### Saved data entries:
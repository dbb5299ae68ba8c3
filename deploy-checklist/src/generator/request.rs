//! Generator inputs and outputs.

use crate::checklist::{DeployChecklist, Verifications};
use std::collections::BTreeSet;

/// Everything the generator needs besides pull request metadata.
#[derive(Debug, Clone, Default, PartialEq, Eq)]
pub struct GenerateRequest {
    /// Release version shown in the header.
    pub tag: String,

    /// Candidate pull request URLs, in any order, duplicates allowed.
    pub pull_requests: Vec<String>,

    /// Pull request URLs that passed QA.
    pub verified_pull_requests: Vec<String>,

    /// Deploy blocker URLs (issues or pull requests).
    pub deploy_blockers: Vec<String>,

    /// Deploy blocker URLs that were resolved.
    pub resolved_deploy_blockers: Vec<String>,

    /// Internal QA pull request URLs that were signed off.
    pub resolved_internal_qa: Vec<String>,

    /// Deployer verification checkboxes.
    pub verifications: Verifications,
}

impl GenerateRequest {
    /// Creates a request for `tag` with every list empty.
    #[must_use]
    pub fn new(tag: impl Into<String>) -> Self {
        Self {
            tag: tag.into(),
            ..Default::default()
        }
    }

    /// Carries the state of a parsed checklist into a new request.
    ///
    /// Internal QA entries are fed back as candidate pull requests so the
    /// label partition is recomputed from fresh metadata.
    #[must_use]
    pub fn from_checklist(checklist: &DeployChecklist) -> Self {
        Self {
            tag: checklist.tag.clone(),
            pull_requests: checklist
                .pull_requests
                .iter()
                .chain(&checklist.internal_qa)
                .map(|entry| entry.url.clone())
                .collect(),
            verified_pull_requests: checklist.verified_pull_requests(),
            deploy_blockers: checklist
                .deploy_blockers
                .iter()
                .map(|entry| entry.url.clone())
                .collect(),
            resolved_deploy_blockers: checklist.resolved_deploy_blockers(),
            resolved_internal_qa: checklist.resolved_internal_qa(),
            verifications: checklist.verifications,
        }
    }
}

/// A freshly generated checklist body.
#[derive(Debug, Clone, PartialEq, Eq)]
pub struct GeneratedChecklist {
    /// Markdown body for the tracking issue.
    pub body: String,

    /// Logins of Internal QA assignees to mention or assign.
    pub notify: BTreeSet<String>,

    /// Pull request numbers that had no metadata and were listed as-is.
    pub missing_metadata: Vec<u64>,
}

### Task directions:
Starting with the first line of the data above, copy each line exactly until you reach the line with "pub struct GeneratedChecklist"; include that line as well.

### Finished task:
repository dbb5299ae68ba8c3
filename deploy-checklist/src/generator/request.rs
//! Generator inputs and outputs.

use crate::checklist::{DeployChecklist, Verifications};
use std::collections::BTreeSet;

/// Everything the generator needs besides pull request metadata.
#[derive(Debug, Clone, Default, PartialEq, Eq)]
pub struct GenerateRequest {
    /// Release version shown in the header.
    pub tag: String,

    /// Candidate pull request URLs, in any order, duplicates allowed.
    pub pull_requests: Vec<String>,

    /// Pull request URLs that passed QA.
    pub verified_pull_requests: Vec<String>,

    /// Deploy blocker URLs (issues or pull requests).
    pub deploy_blockers: Vec<String>,

    /// Deploy blocker URLs that were resolved.
    pub resolved_deploy_blockers: Vec<String>,

    /// Internal QA pull request URLs that were signed off.
    pub resolved_internal_qa: Vec<String>,

    /// Deployer verification checkboxes.
    pub verifications: Verifications,
}

impl GenerateRequest {
    /// Creates a request for `tag` with every list empty.
    #[must_use]
    pub fn new(tag: impl Into<String>) -> Self {
        Self {
            tag: tag.into(),
            ..Default::default()
        }
    }

    /// Carries the state of a parsed checklist into a new request.
    ///
    /// Internal QA entries are fed back as candidate pull requests so the
    /// label partition is recomputed from fresh metadata.
    #[must_use]
    pub fn from_checklist(checklist: &DeployChecklist) -> Self {
        Self {
            tag: checklist.tag.clone(),
            pull_requests: checklist
                .pull_requests
                .iter()
                .chain(&checklist.internal_qa)
                .map(|entry| entry.url.clone())
                .collect(),
            verified_pull_requests: checklist.verified_pull_requests(),
            deploy_blockers: checklist
                .deploy_blockers
                .iter()
                .map(|entry| entry.url.clone())
                .collect(),
            resolved_deploy_blockers: checklist.resolved_deploy_blockers(),
            resolved_internal_qa: checklist.resolved_internal_qa(),
            verifications: checklist.verifications,
        }
    }
}

/// A freshly generated checklist body.
#[derive(Debug, Clone, PartialEq, Eq)]
pub struct GeneratedChecklist {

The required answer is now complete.